Não tenhamos dúvidas, nós temos de deixar para poder seguir. O nosso mal é querermos compactuar: sim e sim e sim e sim e às tantas, de todos os nossos “sins” não se diz um “sim”, não se diz um “sim” que seja verdadeiro. Os discípulos tiveram de deixar para seguir Jesus e nós também temos de deixar para seguir Jesus. Seguir Jesus implica deixar algumas coisas que para cada um de nós possivelmente são coisas diferentes, possivelmente nem são coisas materiais, não são coisas espaciais. São atitudes, são vícios, são círculos viciosos, são modos – é tanta coisa! São coisas que nos prendem e que no fundo nós temos de deixar para seguir verdadeiramente Jesus. Há uma radicalidade na vivência cristã que nós próprios também temos de experimentar. Um cristão é um cristão. Não é um puzzle de coisas e de valores e de memórias diferentes. Não, um cristão é um cristão.

Está agora nos cinemas este filme de Scorsese, “O Silêncio”, que adapta o belo romance de Shusaku Endo também com esse nome.
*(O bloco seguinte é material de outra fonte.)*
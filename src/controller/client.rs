use crate::controller::http::{HttpBuildError, HttpClient, HttpConfig, HttpResponseError};
use crate::controller::messages::{
    Ack, AssignmentBatch, HeartbeatRequest, RegisterRequest,
};
use crate::supervisor::update::ProcessCategory;
use thiserror::Error;
use url::Url;

#[derive(Debug, Error)]
pub enum ControllerError {
    /// The controller could not be reached; local operation continues and
    /// registration is retried with backoff.
    #[error("controller unreachable: {0}")]
    Unreachable(String),

    /// The controller answered with a non-success status.
    #[error("controller rejected the request: {0}")]
    Rejected(String),

    #[error("invalid controller response: {0}")]
    InvalidResponse(String),

    #[error("invalid controller endpoint: {0}")]
    InvalidEndpoint(String),

    #[error(transparent)]
    Build(#[from] HttpBuildError),
}

impl From<HttpResponseError> for ControllerError {
    fn from(err: HttpResponseError) -> Self {
        match err {
            HttpResponseError::UnsuccessfulResponse { .. } => {
                ControllerError::Rejected(err.to_string())
            }
            HttpResponseError::DecodingResponse(msg) => ControllerError::InvalidResponse(msg),
            other => ControllerError::Unreachable(other.to_string()),
        }
    }
}

impl ControllerError {
    pub fn is_unreachable(&self) -> bool {
        matches!(self, ControllerError::Unreachable(_))
    }
}

/// Blocking client for the controller's launcher-facing API.
#[derive(Debug, Clone)]
pub struct ControllerClient {
    http: HttpClient,
    endpoint: Url,
    launcher_id: String,
}

impl ControllerClient {
    pub fn new(
        endpoint: Url,
        launcher_id: String,
        http_config: HttpConfig,
    ) -> Result<Self, ControllerError> {
        Ok(Self {
            http: HttpClient::new(http_config)?,
            endpoint,
            launcher_id,
        })
    }

    pub fn launcher_id(&self) -> &str {
        &self.launcher_id
    }

    /// Announces this launcher to the controller. Called at startup and
    /// again after every connection loss.
    pub fn register(
        &self,
        capacity: u32,
        capabilities: &[ProcessCategory],
    ) -> Result<(), ControllerError> {
        let request = RegisterRequest {
            launcher_id: self.launcher_id.clone(),
            capacity,
            capabilities: capabilities.to_vec(),
        };
        let _: Ack = self.http.post_json(self.url(&["launchers"])?, &request)?;
        Ok(())
    }

    /// Fire-and-forget status report; a failed heartbeat never changes
    /// local state.
    pub fn heartbeat(&self, request: &HeartbeatRequest) -> Result<(), ControllerError> {
        let url = self.url(&["launchers", &self.launcher_id, "heartbeat"])?;
        let _: Ack = self.http.post_json(url, request)?;
        Ok(())
    }

    /// Fetches pending assignments and revocations past `cursor`.
    pub fn poll_assignments(&self, cursor: u64) -> Result<AssignmentBatch, ControllerError> {
        let mut url = self.url(&["launchers", &self.launcher_id, "assignments"])?;
        url.query_pairs_mut().append_pair("cursor", &cursor.to_string());
        Ok(self.http.get_json(url)?)
    }

    fn url(&self, segments: &[&str]) -> Result<Url, ControllerError> {
        let mut url = self.endpoint.clone();
        {
            let mut path = url
                .path_segments_mut()
                .map_err(|_| ControllerError::InvalidEndpoint("endpoint cannot be a base".into()))?;
            path.pop_if_empty().push("v1");
            for segment in segments {
                path.push(segment);
            }
        }
        Ok(url)
    }
}
use crate::launcher::defaults::{
    CONFIG_ENV_VAR_PREFIX, CONFIG_ENV_VAR_SEPARATOR, DEFAULT_ASSIGNMENT_POLL_INTERVAL,
    DEFAULT_CAPACITY, DEFAULT_CONTROLLER_REQUEST_TIMEOUT, DEFAULT_HEARTBEAT_INTERVAL,
    DEFAULT_LAUNCHER_ID, DEFAULT_LAUNCH_TIMEOUT, DEFAULT_SHUTDOWN_GRACE,
};
use crate::launcher::http_server::config::ServerConfig;
use crate::launcher::uptime::UptimeReportConfig;
use crate::supervisor::backoff::BackoffPolicy;
use crate::supervisor::SupervisorOptions;
use duration_str::deserialize_duration;
use serde::Deserialize;
use std::path::{Path, PathBuf};
use std::time::Duration;
use thiserror::Error;
use url::Url;

/// Top-level launcher configuration.
///
/// Loaded from an optional YAML file, with every key overridable through
/// `WL_`-prefixed environment variables (nested keys separated by `__`,
/// e.g. `WL_SERVER__PORT=9000`).
#[derive(Debug, Clone, PartialEq, Deserialize)]
#[serde(default)]
pub struct LauncherConfig {
    pub launcher_id: String,
    /// Soft cap on managed processes, advertised to the controller.
    pub capacity: u32,
    /// Remote controller connection; absent means standalone operation.
    pub controller: Option<ControllerConfig>,
    pub server: ServerConfig,
    pub supervisor: SupervisorOptions,
    #[serde(deserialize_with = "deserialize_duration")]
    pub launch_timeout: Duration,
    #[serde(deserialize_with = "deserialize_duration")]
    pub shutdown_grace: Duration,
    pub manifest_path: Option<PathBuf>,
    pub uptime_report: UptimeReportConfig,
    pub log: LogConfig,
}

impl Default for LauncherConfig {
    fn default() -> Self {
        Self {
            launcher_id: DEFAULT_LAUNCHER_ID.to_string(),
            capacity: DEFAULT_CAPACITY,
            controller: None,
            server: ServerConfig::default(),
            supervisor: SupervisorOptions::default(),
            launch_timeout: DEFAULT_LAUNCH_TIMEOUT,
            shutdown_grace: DEFAULT_SHUTDOWN_GRACE,
            manifest_path: None,
            uptime_report: UptimeReportConfig::default(),
            log: LogConfig::default(),
        }
    }
}

#[derive(Debug, Clone, PartialEq, Deserialize)]
pub struct ControllerConfig {
    pub endpoint: Url,
    #[serde(default = "default_poll_interval", deserialize_with = "deserialize_duration")]
    pub poll_interval: Duration,
    #[serde(
        default = "default_heartbeat_interval",
        deserialize_with = "deserialize_duration"
    )]
    pub heartbeat_interval: Duration,
    #[serde(
        default = "default_request_timeout",
        deserialize_with = "deserialize_duration"
    )]
    pub request_timeout: Duration,
    #[serde(default)]
    pub registration_backoff: BackoffPolicy,
}

fn default_poll_interval() -> Duration {
    DEFAULT_ASSIGNMENT_POLL_INTERVAL
}
fn default_heartbeat_interval() -> Duration {
    DEFAULT_HEARTBEAT_INTERVAL
}
fn default_request_timeout() -> Duration {
    DEFAULT_CONTROLLER_REQUEST_TIMEOUT
}

#[derive(Debug, Clone, PartialEq, Deserialize, Default)]
#[serde(default)]
pub struct LogConfig {
    /// Suppress ANSI colors and target decoration; meant for test harnesses
    /// and log collectors that dislike interleaved escapes.
    pub plain: bool,
}

#[derive(Debug, Error)]
pub enum ConfigError {
    #[error("loading configuration: {0}")]
    Load(#[from] config::ConfigError),
}

/// Loads the configuration from `path` (when given) layered under `WL_*`
/// environment overrides. With neither file nor overrides, defaults apply.
pub fn load_config(path: Option<&Path>) -> Result<LauncherConfig, ConfigError> {
    let mut builder = config::Config::builder();
    if let Some(path) = path {
        builder = builder.add_source(config::File::from(path));
    }
    builder = builder.add_source(
        config::Environment::with_prefix(CONFIG_ENV_VAR_PREFIX)
            .separator(CONFIG_ENV_VAR_SEPARATOR),
    );
    Ok(builder.build()?.try_deserialize()?)
}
É um filme muito rico que dá conversas muito interessantes. Mas uma verdade evidente é que um cristão é alguma coisa que não se consegue apagar. Ali no filme é impressionante que nem no pecado, nem sequer na apostasia, quando pelas circunstâncias históricas, pelo medo por tanta coisa nós negamos Deus, Deus nos nega. Deus não nos nega. O cristão acaba por ser alguma coisa irremovível, o elemento cristão é alguma coisa irremovível dentro de nós. Por isso, mesmo aqueles que são apóstatas podem negar a Deus e negar a Jesus mas verdadeiramente continuam à luta com Jesus, continuam naquele combate sem fim com o desejo de Deus.

Um cristão é uma coisa muito séria e para nós a memória dos mártires e a memória de todos aqueles que nos precederam também nos deve dar o alento para não reduzirmos o ser cristão apenas a uma característica, mas fazermos dessa condição um foco de vitalidade que fertiliza a nossa vida, que nos dá uma criatividade de ser que potencia aquilo que somos, que nos rasga à sede e ao desejo de infinito que nos torna buscadores, exploradores de sentido em cada dia. Ser cristão é um acelerador de partículas. Nós já não estamos mais parados, não estamos mais estagnados. Estamos sempre em movimento, estamos sempre em caminho. Jesus passa pela nossa vida e diz “Vem e segue-Me” e esse é o nosso caminho.